→ Source data
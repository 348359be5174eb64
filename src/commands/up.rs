//! Up command - converge the stack to its declared state.

use crate::cli::UpArgs;
use crate::config::MaestroConfig;
use crate::{Context, progress, stack, ui};
use anyhow::Result;
use colored::Colorize;
use indicatif::ProgressBar;
use reconcile::{
    ApplyOptions, DependencyGraph, FileStateStore, NodeStatus, Operation, ProgressSink, RunReport,
};

use super::preview::display_plan;

/// Progress sink feeding the apply bar.
pub struct BarSink {
    bar: ProgressBar,
}

impl BarSink {
    pub fn new(bar: ProgressBar) -> Self {
        Self { bar }
    }

    pub fn finish(&self) {
        self.bar.finish_and_clear();
    }
}

impl ProgressSink for BarSink {
    fn operation_finished(&self, node_id: &str, _op: Operation, status: NodeStatus) {
        let symbol = match status {
            NodeStatus::Applied => "✓",
            NodeStatus::Failed => "✗",
            NodeStatus::Skipped => "⊘",
            _ => "·",
        };
        self.bar.set_message(format!("{symbol} {node_id}"));
        self.bar.inc(1);
    }
}

pub fn run(ctx: &Context, config: &MaestroConfig, args: &UpArgs) -> Result<()> {
    ui::header(&format!("Converging Stack: {}", config.stack.name));

    let program = stack::build_program(config);
    let graph = DependencyGraph::build(&program)?;
    let registry = super::provider_registry(config)?;
    let store = FileStateStore::open_locked(config.state_path())?;

    let plan = reconcile::plan(&program, &graph, &store, &registry)?;
    display_plan(&plan, ctx);

    if plan.is_all_noop() {
        return Ok(());
    }

    if !args.yes && !confirm_proceed()? {
        println!();
        println!("  {} Aborted", "✗".red());
        return Ok(());
    }

    println!();
    let sink = BarSink::new(progress::bar(plan.steps.len() as u64, "Applying"));
    let opts = ApplyOptions {
        jobs: args.jobs,
        cancel: None,
    };
    let report = reconcile::apply(&program, &graph, &plan, &store, &registry, &opts, &sink)?;
    sink.finish();

    display_outcomes(&report, ctx);
    display_summary(&report);
    super::display_exports(&report.exports, args.show_secrets);

    if !report.is_success() {
        anyhow::bail!("{} operations failed", report.summary.failed);
    }
    Ok(())
}

fn confirm_proceed() -> Result<bool> {
    use dialoguer::Confirm;

    let confirmed = Confirm::new()
        .with_prompt("Apply these changes?")
        .default(true)
        .interact()?;

    Ok(confirmed)
}

/// Per-node operation results - partial success must be diagnosable.
pub fn display_outcomes(report: &RunReport, ctx: &Context) {
    for outcome in &report.outcomes {
        if outcome.op == Operation::NoOp && ctx.verbose == 0 {
            continue;
        }
        let symbol = match outcome.status {
            NodeStatus::Applied if outcome.op == Operation::NoOp => "○".dimmed(),
            NodeStatus::Applied => "✓".green(),
            NodeStatus::Failed => "✗".red(),
            NodeStatus::Skipped => "⊘".yellow(),
            _ => "·".dimmed(),
        };
        println!(
            "  {} {:<28} {}",
            symbol,
            outcome.node_id,
            outcome.op.to_string().dimmed()
        );
        if let Some(error) = &outcome.error {
            ui::dim(&format!("    {error}"));
        }
    }
}

pub fn display_summary(report: &RunReport) {
    let summary = &report.summary;
    println!();
    if summary.is_success() {
        println!("  {} Stack converged", "✓".green().bold());
    } else {
        println!("  {} Stack applied with errors", "⚠".yellow().bold());
    }

    if summary.created > 0 {
        println!("    • {} resources created", summary.created);
    }
    if summary.updated > 0 {
        println!("    • {} resources updated", summary.updated);
    }
    if summary.replaced > 0 {
        println!("    • {} resources replaced", summary.replaced);
    }
    if summary.deleted > 0 {
        println!("    • {} resources deleted", summary.deleted);
    }
    if summary.skipped > 0 {
        println!("    • {} resources skipped", summary.skipped);
    }
    if summary.failed > 0 {
        println!("    • {} {} failed", summary.failed, "resources".red());
    }
}
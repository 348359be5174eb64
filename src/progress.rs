//! Progress indicators for maestro CLI.

use indicatif::{ProgressBar, ProgressStyle};

/// A counting bar for apply operations.
pub fn bar(len: u64, prefix: &str) -> ProgressBar {
    let pb = ProgressBar::new(len);
    pb.set_style(
        ProgressStyle::with_template("  {prefix:.cyan} [{bar:30}] {pos}/{len} {msg}")
            .unwrap_or_else(|_| ProgressStyle::default_bar())
            .progress_chars("=> "),
    );
    pb.set_prefix(prefix.to_string());
    pb
}
//! Resource nodes and programs - the declaration interface.
//!
//! A node is pure data: a stable logical id, a resource type token, and
//! declared inputs. A [`Program`] is the full declaration set a client
//! hands to the engine, plus its exported outputs.

use crate::cell::OutputRef;
use crate::value::Input;
use serde::{Deserialize, Serialize};
use std::collections::{BTreeMap, HashSet};
use std::fmt;

/// Lifecycle state of a declared resource.
#[derive(Debug, Clone, Copy, PartialEq, Eq, Serialize, Deserialize)]
pub enum NodeStatus {
    /// Declared, not yet planned
    Pending,
    /// An operation has been planned for this node
    Planned,
    /// The operation has been dispatched to a provider
    Applying,
    /// The operation committed; physical_id is known
    Applied,
    /// The operation failed; dependents are skipped
    Failed,
    /// Never dispatched because an upstream node failed or the run was
    /// cancelled
    Skipped,
}

impl fmt::Display for NodeStatus {
    fn fmt(&self, f: &mut fmt::Formatter<'_>) -> fmt::Result {
        let s = match self {
            Self::Pending => "pending",
            Self::Planned => "planned",
            Self::Applying => "applying",
            Self::Applied => "applied",
            Self::Failed => "failed",
            Self::Skipped => "skipped",
        };
        write!(f, "{s}")
    }
}

/// A declared unit of desired state.
#[derive(Debug, Clone)]
pub struct ResourceNode {
    /// Stable logical identifier, unique within a program
    pub id: String,
    /// Provider resource kind, e.g. `sim:network/Vpc`
    pub type_token: String,
    /// Declared input properties
    pub inputs: BTreeMap<String, Input>,
    pub status: NodeStatus,
    /// Provider-assigned identifier, present once applied
    pub physical_id: Option<String>,
}

impl ResourceNode {
    pub fn new(
        id: impl Into<String>,
        type_token: impl Into<String>,
        inputs: BTreeMap<String, Input>,
    ) -> Self {
        Self {
            id: id.into(),
            type_token: type_token.into(),
            inputs,
            status: NodeStatus::Pending,
            physical_id: None,
        }
    }

    /// Every output reference embedded in this node's inputs, in stable
    /// property order.
    pub fn references(&self) -> Vec<&OutputRef> {
        let mut refs = Vec::new();
        for input in self.inputs.values() {
            input.collect_refs(&mut refs);
        }
        refs
    }
}

/// Handle returned when a resource is declared.
///
/// Lets the client reference the resource's future outputs without ever
/// touching an unresolved value.
#[derive(Debug, Clone)]
pub struct ResourceHandle {
    id: String,
}

impl ResourceHandle {
    pub fn id(&self) -> &str {
        &self.id
    }

    /// A reference to one of this resource's output properties.
    pub fn output(&self, property: impl Into<String>) -> Input {
        Input::Ref(OutputRef::new(self.id.clone(), property))
    }
}

/// A declaration set: ordered resource nodes plus named exports.
///
/// Declaration order is preserved; it breaks ties among independent nodes
/// in the topological order and makes plans deterministic.
#[derive(Debug, Default)]
pub struct Program {
    nodes: Vec<ResourceNode>,
    exports: BTreeMap<String, Input>,
}

impl Program {
    pub fn new() -> Self {
        Self::default()
    }

    /// Declare a resource.
    ///
    /// Duplicate ids are not rejected here; [`DependencyGraph::build`]
    /// validates the full declaration set before any provider call.
    ///
    /// [`DependencyGraph::build`]: crate::graph::DependencyGraph::build
    pub fn resource(
        &mut self,
        id: impl Into<String>,
        type_token: impl Into<String>,
        inputs: BTreeMap<String, Input>,
    ) -> ResourceHandle {
        let node = ResourceNode::new(id, type_token, inputs);
        let handle = ResourceHandle {
            id: node.id.clone(),
        };
        self.nodes.push(node);
        handle
    }

    /// Record a named binding from a program-level key to a value or cell.
    pub fn export(&mut self, name: impl Into<String>, input: Input) {
        self.exports.insert(name.into(), input);
    }

    pub fn nodes(&self) -> &[ResourceNode] {
        &self.nodes
    }

    pub fn get(&self, id: &str) -> Option<&ResourceNode> {
        self.nodes.iter().find(|n| n.id == id)
    }

    pub fn exports(&self) -> &BTreeMap<String, Input> {
        &self.exports
    }

    pub fn declared_ids(&self) -> HashSet<String> {
        self.nodes.iter().map(|n| n.id.clone()).collect()
    }

    pub fn is_empty(&self) -> bool {
        self.nodes.is_empty()
    }

    pub fn len(&self) -> usize {
        self.nodes.len()
    }

    /// Fold a run's outcomes back into the declared nodes.
    pub fn absorb_report(&mut self, report: &crate::executor::RunReport) {
        for outcome in &report.outcomes {
            if let Some(node) = self.nodes.iter_mut().find(|n| n.id == outcome.node_id) {
                node.status = outcome.status;
                if outcome.physical_id.is_some() {
                    node.physical_id = outcome.physical_id.clone();
                }
            }
        }
    }
}
//! Property cells - values resolved asynchronously during a run.
//!
//! A cell is owned exclusively by its producer node. Consumers never hold a
//! copy of an unresolved value; they hold an [`OutputRef`] (a reference by
//! id) which becomes an edge in the dependency graph and is only read back
//! once the producer's operation has committed.

use serde::{Deserialize, Serialize};
use serde_json::Value;
use std::collections::{BTreeMap, HashMap};
use std::fmt;
use std::sync::Mutex;
use std::sync::atomic::{AtomicU64, Ordering};

/// A symbolic reference to a named output of another node.
#[derive(Debug, Clone, PartialEq, Eq, Hash, Serialize, Deserialize)]
pub struct OutputRef {
    /// Logical id of the producing node
    pub node: String,
    /// Output property name on the producer
    pub property: String,
}

impl OutputRef {
    pub fn new(node: impl Into<String>, property: impl Into<String>) -> Self {
        Self {
            node: node.into(),
            property: property.into(),
        }
    }
}

impl fmt::Display for OutputRef {
    fn fmt(&self, f: &mut fmt::Formatter<'_>) -> fmt::Result {
        write!(f, "{}.{}", self.node, self.property)
    }
}

/// The value held by a property cell.
#[derive(Debug, Clone, PartialEq)]
pub enum CellValue {
    /// The producing operation has not completed yet
    Unresolved,
    /// The producing operation committed and published this value
    Resolved(Value),
}

impl CellValue {
    pub fn is_resolved(&self) -> bool {
        matches!(self, Self::Resolved(_))
    }
}

/// A single output cell, tagged with its producer and resolution step.
#[derive(Debug, Clone)]
pub struct PropertyCell {
    /// Logical id of the node that owns this cell
    pub producer: String,
    pub value: CellValue,
    /// Logical step at which the cell resolved, if it did
    pub resolved_at: Option<u64>,
}

/// Run-scoped table of property cells, keyed by producer node.
///
/// All outputs of one operation resolve at the same logical step; the step
/// counter is monotonic across the run, so `resolved_at` totally orders
/// operation completions.
#[derive(Debug, Default)]
pub struct CellTable {
    cells: Mutex<HashMap<String, BTreeMap<String, PropertyCell>>>,
    step: AtomicU64,
}

impl CellTable {
    pub fn new() -> Self {
        Self::default()
    }

    /// Publish all outputs of a completed operation.
    ///
    /// Returns the logical step assigned to this resolution.
    pub fn resolve_node(&self, node: &str, outputs: &BTreeMap<String, Value>) -> u64 {
        let step = self.step.fetch_add(1, Ordering::SeqCst) + 1;
        let mut cells = self.cells.lock().unwrap_or_else(|p| p.into_inner());
        let entry = cells.entry(node.to_string()).or_default();
        for (property, value) in outputs {
            entry.insert(
                property.clone(),
                PropertyCell {
                    producer: node.to_string(),
                    value: CellValue::Resolved(value.clone()),
                    resolved_at: Some(step),
                },
            );
        }
        step
    }

    /// Read a resolved value, or `None` while the producer has not run.
    pub fn get(&self, reference: &OutputRef) -> Option<Value> {
        let cells = self.cells.lock().unwrap_or_else(|p| p.into_inner());
        match cells.get(&reference.node)?.get(&reference.property)? {
            PropertyCell {
                value: CellValue::Resolved(v),
                ..
            } => Some(v.clone()),
            _ => None,
        }
    }

    /// Snapshot a cell, including producer and resolution step.
    pub fn cell(&self, reference: &OutputRef) -> Option<PropertyCell> {
        let cells = self.cells.lock().unwrap_or_else(|p| p.into_inner());
        cells
            .get(&reference.node)
            .and_then(|c| c.get(&reference.property))
            .cloned()
    }

    pub fn is_resolved(&self, reference: &OutputRef) -> bool {
        self.get(reference).is_some()
    }
}
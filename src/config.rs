//! Stack configuration - maestro.toml
//!
//! Parameters of the declared topology (cidr blocks, instance sizing) and
//! where the stack keeps its state. Looked up in the current directory
//! first, then under the user config directory.

use anyhow::{Context, Result};
use serde::{Deserialize, Serialize};
use std::fs;
use std::path::{Path, PathBuf};

/// Top-level configuration for a stack.
#[derive(Debug, Clone, Default, Serialize, Deserialize)]
pub struct MaestroConfig {
    #[serde(default)]
    pub stack: StackConfig,
    #[serde(default)]
    pub network: NetworkConfig,
    #[serde(default)]
    pub cluster: ClusterConfig,
}

/// Stack identity and state placement.
#[derive(Debug, Clone, Serialize, Deserialize)]
pub struct StackConfig {
    /// Stack name, prefixed onto every logical resource id
    #[serde(default = "default_stack_name")]
    pub name: String,
    /// Directory holding state and the simulated cloud catalog
    #[serde(default = "default_state_dir")]
    pub state_dir: String,
}

impl Default for StackConfig {
    fn default() -> Self {
        Self {
            name: default_stack_name(),
            state_dir: default_state_dir(),
        }
    }
}

fn default_stack_name() -> String {
    "dev".to_string()
}

fn default_state_dir() -> String {
    ".maestro".to_string()
}

/// Network topology parameters.
#[derive(Debug, Clone, Serialize, Deserialize)]
pub struct NetworkConfig {
    #[serde(default = "default_cidr_block")]
    pub cidr_block: String,
    #[serde(default = "default_subnet_cidrs")]
    pub subnet_cidrs: Vec<String>,
    #[serde(default = "default_true")]
    pub map_public_ip: bool,
}

impl Default for NetworkConfig {
    fn default() -> Self {
        Self {
            cidr_block: default_cidr_block(),
            subnet_cidrs: default_subnet_cidrs(),
            map_public_ip: default_true(),
        }
    }
}

fn default_cidr_block() -> String {
    "10.0.0.0/16".to_string()
}

fn default_subnet_cidrs() -> Vec<String> {
    vec!["10.0.1.0/24".to_string()]
}

fn default_true() -> bool {
    true
}

/// Managed cluster and node pool sizing.
#[derive(Debug, Clone, Serialize, Deserialize)]
pub struct ClusterConfig {
    #[serde(default = "default_instance_type")]
    pub instance_type: String,
    #[serde(default = "default_desired_capacity")]
    pub desired_capacity: u32,
    #[serde(default = "default_min_size")]
    pub min_size: u32,
    #[serde(default = "default_max_size")]
    pub max_size: u32,
}

impl Default for ClusterConfig {
    fn default() -> Self {
        Self {
            instance_type: default_instance_type(),
            desired_capacity: default_desired_capacity(),
            min_size: default_min_size(),
            max_size: default_max_size(),
        }
    }
}

fn default_instance_type() -> String {
    "t3.micro".to_string()
}

fn default_desired_capacity() -> u32 {
    1
}

fn default_min_size() -> u32 {
    1
}

fn default_max_size() -> u32 {
    2
}

impl MaestroConfig {
    /// Load configuration.
    ///
    /// Resolution order: an explicit `--config` path, `./maestro.toml`,
    /// then `~/.config/maestro/maestro.toml`. Defaults apply when no file
    /// is found.
    pub fn load(explicit: Option<&Path>) -> Result<Self> {
        if let Some(path) = explicit {
            return Self::read(path);
        }

        let local = PathBuf::from("maestro.toml");
        if local.exists() {
            return Self::read(&local);
        }

        if let Some(home_config) = Self::user_config_path()
            && home_config.exists()
        {
            return Self::read(&home_config);
        }

        log::debug!("no maestro.toml found, using defaults");
        Ok(Self::default())
    }

    fn read(path: &Path) -> Result<Self> {
        let content = fs::read_to_string(path)
            .with_context(|| format!("Could not read {}", path.display()))?;
        toml::from_str(&content).with_context(|| format!("Invalid config: {}", path.display()))
    }

    fn user_config_path() -> Option<PathBuf> {
        dirs::home_dir().map(|home| home.join(".config").join("maestro").join("maestro.toml"))
    }

    /// Expanded state directory.
    pub fn state_dir(&self) -> PathBuf {
        let expanded = shellexpand::tilde(&self.stack.state_dir);
        PathBuf::from(expanded.as_ref())
    }

    /// Path of the stack's state file.
    pub fn state_path(&self) -> PathBuf {
        self.state_dir().join(format!("{}.json", self.stack.name))
    }

    /// Path of the simulated cloud's catalog.
    pub fn catalog_path(&self) -> PathBuf {
        self.state_dir().join("cloudsim.json")
    }
}

#[cfg(test)]
mod tests {
    use super::*;

    #[test]
    fn test_defaults_match_free_tier_stack() {
        let config = MaestroConfig::default();
        assert_eq!(config.stack.name, "dev");
        assert_eq!(config.network.cidr_block, "10.0.0.0/16");
        assert_eq!(config.network.subnet_cidrs, vec!["10.0.1.0/24".to_string()]);
        assert!(config.network.map_public_ip);
        assert_eq!(config.cluster.instance_type, "t3.micro");
        assert_eq!(config.cluster.desired_capacity, 1);
        assert_eq!(config.cluster.max_size, 2);
    }

    #[test]
    fn test_partial_toml_fills_defaults() {
        let parsed: MaestroConfig = toml::from_str(
            r#"
            [stack]
            name = "staging"

            [cluster]
            desired_capacity = 3
            max_size = 5
            "#,
        )
        .unwrap();

        assert_eq!(parsed.stack.name, "staging");
        assert_eq!(parsed.cluster.desired_capacity, 3);
        assert_eq!(parsed.cluster.max_size, 5);
        // Untouched sections keep their defaults.
        assert_eq!(parsed.cluster.instance_type, "t3.micro");
        assert_eq!(parsed.network.cidr_block, "10.0.0.0/16");
    }

    #[test]
    fn test_state_paths_derive_from_stack_name() {
        let mut config = MaestroConfig::default();
        config.stack.name = "prod".to_string();
        config.stack.state_dir = "/tmp/maestro-state".to_string();

        assert_eq!(
            config.state_path(),
            PathBuf::from("/tmp/maestro-state/prod.json")
        );
        assert_eq!(
            config.catalog_path(),
            PathBuf::from("/tmp/maestro-state/cloudsim.json")
        );
    }

    #[test]
    fn test_explicit_config_file() {
        let dir = tempfile::tempdir().unwrap();
        let path = dir.path().join("custom.toml");
        fs::write(&path, "[stack]\nname = \"custom\"\n").unwrap();

        let config = MaestroConfig::load(Some(&path)).unwrap();
        assert_eq!(config.stack.name, "custom");
    }
}
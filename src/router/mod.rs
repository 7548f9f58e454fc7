//! Routing subsystem.
//!
//! # Data Flow
//! ```text
//! Registration (before the server starts):
//!     Router::handle(method, "/users/:id", handler)
//!     → pattern.rs (parse into literal/parameter segments, validate)
//!     → Append to route table
//!
//! Per request:
//!     Router::lookup(method, path)
//!     → Split path on '/'
//!     → Walk table in registration order, segment-by-segment compare
//!     → Return: RouteMatch {handler, params} or NotFound / MethodNotAllowed
//! ```
//!
//! # Design Decisions
//! - Route table is append-only during registration, immutable at runtime
//! - First match wins; ambiguous literal/parameter overlap is resolved by
//!   registration order, so specific routes go before general ones
//! - Trailing slashes are distinct paths; no normalization
//! - A parameter segment never matches across a '/' boundary

pub mod pattern;
pub mod router;

pub use pattern::{Pattern, Segment};
pub use router::{MatchError, Params, RouteError, RouteMatch, Router};
//! Server configuration schema and loading.
//!
//! # Design Decisions
//! - Every field has a default, so an empty TOML file (or no file at all)
//!   yields a working loopback configuration
//! - Validation is explicit and runs on load, not lazily at bind time

use std::path::Path;
use std::time::Duration;

use serde::{Deserialize, Serialize};
use thiserror::Error;

#[derive(Debug, Error)]
pub enum ConfigError {
    #[error("failed to read config file")]
    Io(#[from] std::io::Error),
    #[error("failed to parse config file")]
    Parse(#[from] toml::de::Error),
    #[error("invalid config: {0}")]
    Invalid(String),
}

/// Construction-time server configuration.
#[derive(Debug, Clone, Deserialize, Serialize)]
#[serde(default)]
pub struct ServerConfig {
    /// Address to bind. Port 0 requests an ephemeral port; the assigned
    /// address is reported back through the root URL.
    pub bind_address: String,

    /// Grace period the demo host passes to `stop`, in milliseconds.
    pub shutdown_timeout_ms: u64,

    /// Request bodies above this size are rejected with 413.
    pub max_body_bytes: usize,
}

impl Default for ServerConfig {
    fn default() -> Self {
        Self {
            // Loopback with an ephemeral port: a single co-located client,
            // never an externally reachable surface.
            bind_address: "127.0.0.1:0".to_string(),
            shutdown_timeout_ms: 100,
            max_body_bytes: 1024 * 1024,
        }
    }
}

impl ServerConfig {
    /// Load and validate configuration from a TOML file.
    pub fn from_file(path: &Path) -> Result<Self, ConfigError> {
        let content = std::fs::read_to_string(path)?;
        let config: ServerConfig = toml::from_str(&content)?;
        config.validate()?;
        Ok(config)
    }

    pub fn validate(&self) -> Result<(), ConfigError> {
        let Some((host, port)) = self.bind_address.rsplit_once(':') else {
            return Err(ConfigError::Invalid(format!(
                "bind_address `{}` is missing a port",
                self.bind_address
            )));
        };
        if host.is_empty() {
            return Err(ConfigError::Invalid("bind_address has an empty host".to_string()));
        }
        if port.parse::<u16>().is_err() {
            return Err(ConfigError::Invalid(format!(
                "bind_address port `{port}` is not a valid port number"
            )));
        }
        if self.max_body_bytes == 0 {
            return Err(ConfigError::Invalid("max_body_bytes must be non-zero".to_string()));
        }
        Ok(())
    }

    pub fn shutdown_timeout(&self) -> Duration {
        Duration::from_millis(self.shutdown_timeout_ms)
    }
}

→ Work to be completed
All lines carrying the word "confirmed" must be copied from the data above.

→ Solution
    let confirmed = Confirm::new()
    Ok(confirmed)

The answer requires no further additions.